▸ **TASK TO CARRY OUT**
Every record that follows must be set down word for word.

Records from a dataset
▼▼▼

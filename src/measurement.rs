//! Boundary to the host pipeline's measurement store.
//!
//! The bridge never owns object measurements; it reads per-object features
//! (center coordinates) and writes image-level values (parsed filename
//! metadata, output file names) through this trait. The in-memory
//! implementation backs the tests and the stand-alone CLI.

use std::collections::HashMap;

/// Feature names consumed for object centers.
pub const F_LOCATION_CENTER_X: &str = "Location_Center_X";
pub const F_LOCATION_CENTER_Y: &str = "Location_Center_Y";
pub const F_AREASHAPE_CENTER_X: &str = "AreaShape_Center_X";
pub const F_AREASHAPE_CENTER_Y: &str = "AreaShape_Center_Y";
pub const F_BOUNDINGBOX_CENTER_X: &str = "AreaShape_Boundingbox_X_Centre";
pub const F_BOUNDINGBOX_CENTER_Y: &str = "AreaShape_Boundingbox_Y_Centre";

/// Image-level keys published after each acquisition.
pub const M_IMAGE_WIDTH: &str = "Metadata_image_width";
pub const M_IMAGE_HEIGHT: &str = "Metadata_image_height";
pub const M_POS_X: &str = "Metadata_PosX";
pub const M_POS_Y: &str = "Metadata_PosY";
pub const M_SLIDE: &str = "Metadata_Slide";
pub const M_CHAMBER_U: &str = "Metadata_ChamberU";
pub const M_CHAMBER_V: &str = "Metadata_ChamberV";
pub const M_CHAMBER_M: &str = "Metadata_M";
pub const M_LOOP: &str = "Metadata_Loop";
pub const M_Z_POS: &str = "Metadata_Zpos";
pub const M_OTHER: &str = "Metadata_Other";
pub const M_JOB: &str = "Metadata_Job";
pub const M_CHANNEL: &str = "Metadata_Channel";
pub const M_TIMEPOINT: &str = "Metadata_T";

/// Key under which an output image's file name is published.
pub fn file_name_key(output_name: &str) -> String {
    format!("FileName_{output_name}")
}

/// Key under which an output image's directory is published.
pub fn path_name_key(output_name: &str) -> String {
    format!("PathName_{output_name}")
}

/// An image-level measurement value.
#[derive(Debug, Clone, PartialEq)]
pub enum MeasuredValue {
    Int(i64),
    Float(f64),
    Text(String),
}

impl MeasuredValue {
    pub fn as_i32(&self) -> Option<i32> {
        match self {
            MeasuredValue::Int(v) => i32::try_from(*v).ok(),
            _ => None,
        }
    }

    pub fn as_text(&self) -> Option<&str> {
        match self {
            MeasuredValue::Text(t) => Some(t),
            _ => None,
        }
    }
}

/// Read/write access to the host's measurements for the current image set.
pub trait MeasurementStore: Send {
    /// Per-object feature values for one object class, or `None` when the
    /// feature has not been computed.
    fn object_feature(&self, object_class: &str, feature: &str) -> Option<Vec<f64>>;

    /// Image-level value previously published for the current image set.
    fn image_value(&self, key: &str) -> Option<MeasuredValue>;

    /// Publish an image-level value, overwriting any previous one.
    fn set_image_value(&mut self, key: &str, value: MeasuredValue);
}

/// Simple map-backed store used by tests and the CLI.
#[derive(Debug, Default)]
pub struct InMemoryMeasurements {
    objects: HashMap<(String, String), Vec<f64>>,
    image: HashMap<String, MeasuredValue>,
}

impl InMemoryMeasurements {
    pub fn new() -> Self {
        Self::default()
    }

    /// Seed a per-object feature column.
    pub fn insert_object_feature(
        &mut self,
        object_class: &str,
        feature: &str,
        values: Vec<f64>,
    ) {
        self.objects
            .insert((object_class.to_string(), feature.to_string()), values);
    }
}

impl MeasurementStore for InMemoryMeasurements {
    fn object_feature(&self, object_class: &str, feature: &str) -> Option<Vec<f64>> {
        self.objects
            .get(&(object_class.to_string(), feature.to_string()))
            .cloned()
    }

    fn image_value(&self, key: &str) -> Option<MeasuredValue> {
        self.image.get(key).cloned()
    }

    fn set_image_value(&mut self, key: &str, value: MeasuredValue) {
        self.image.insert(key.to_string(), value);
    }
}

▲▲▲

▸ **TASK OUTPUT**
filename src/measurement.rs
//! Boundary to the host pipeline's measurement store.
//!
//! The bridge never owns object measurements; it reads per-object features
//! (center coordinates) and writes image-level values (parsed filename
//! metadata, output file names) through this trait. The in-memory
//! implementation backs the tests and the stand-alone CLI.

use std::collections::HashMap;

/// Feature names consumed for object centers.
pub const F_LOCATION_CENTER_X: &str = "Location_Center_X";
pub const F_LOCATION_CENTER_Y: &str = "Location_Center_Y";
pub const F_AREASHAPE_CENTER_X: &str = "AreaShape_Center_X";
pub const F_AREASHAPE_CENTER_Y: &str = "AreaShape_Center_Y";
pub const F_BOUNDINGBOX_CENTER_X: &str = "AreaShape_Boundingbox_X_Centre";
pub const F_BOUNDINGBOX_CENTER_Y: &str = "AreaShape_Boundingbox_Y_Centre";

/// Image-level keys published after each acquisition.
pub const M_IMAGE_WIDTH: &str = "Metadata_image_width";
pub const M_IMAGE_HEIGHT: &str = "Metadata_image_height";
pub const M_POS_X: &str = "Metadata_PosX";
pub const M_POS_Y: &str = "Metadata_PosY";
pub const M_SLIDE: &str = "Metadata_Slide";
pub const M_CHAMBER_U: &str = "Metadata_ChamberU";
pub const M_CHAMBER_V: &str = "Metadata_ChamberV";
pub const M_CHAMBER_M: &str = "Metadata_M";
pub const M_LOOP: &str = "Metadata_Loop";
pub const M_Z_POS: &str = "Metadata_Zpos";
pub const M_OTHER: &str = "Metadata_Other";
pub const M_JOB: &str = "Metadata_Job";
pub const M_CHANNEL: &str = "Metadata_Channel";
pub const M_TIMEPOINT: &str = "Metadata_T";

/// Key under which an output image's file name is published.
pub fn file_name_key(output_name: &str) -> String {
    format!("FileName_{output_name}")
}

/// Key under which an output image's directory is published.
pub fn path_name_key(output_name: &str) -> String {
    format!("PathName_{output_name}")
}

/// An image-level measurement value.
#[derive(Debug, Clone, PartialEq)]
pub enum MeasuredValue {
    Int(i64),
    Float(f64),
    Text(String),
}

impl MeasuredValue {
    pub fn as_i32(&self) -> Option<i32> {
        match self {
            MeasuredValue::Int(v) => i32::try_from(*v).ok(),
            _ => None,
        }
    }

    pub fn as_text(&self) -> Option<&str> {
        match self {
            MeasuredValue::Text(t) => Some(t),
            _ => None,
        }
    }
}

/// Read/write access to the host's measurements for the current image set.
pub trait MeasurementStore: Send {
    /// Per-object feature values for one object class, or `None` when the
    /// feature has not been computed.
    fn object_feature(&self, object_class: &str, feature: &str) -> Option<Vec<f64>>;

    /// Image-level value previously published for the current image set.
    fn image_value(&self, key: &str) -> Option<MeasuredValue>;

    /// Publish an image-level value, overwriting any previous one.
    fn set_image_value(&mut self, key: &str, value: MeasuredValue);
}

/// Simple map-backed store used by tests and the CLI.
#[derive(Debug, Default)]
pub struct InMemoryMeasurements {
    objects: HashMap<(String, String), Vec<f64>>,
    image: HashMap<String, MeasuredValue>,
}

impl InMemoryMeasurements {
    pub fn new() -> Self {
        Self::default()
    }

    /// Seed a per-object feature column.
    pub fn insert_object_feature(
        &mut self,
        object_class: &str,
        feature: &str,
        values: Vec<f64>,
    ) {
        self.objects
            .insert((object_class.to_string(), feature.to_string()), values);
    }
}

impl MeasurementStore for InMemoryMeasurements {
    fn object_feature(&self, object_class: &str, feature: &str) -> Option<Vec<f64>> {
        self.objects
            .get(&(object_class.to_string(), feature.to_string()))
            .cloned()
    }

    fn image_value(&self, key: &str) -> Option<MeasuredValue> {
        self.image.get(key).cloned()
    }

    fn set_image_value(&mut self, key: &str, value: MeasuredValue) {
        self.image.insert(key.to_string(), value);
    }
}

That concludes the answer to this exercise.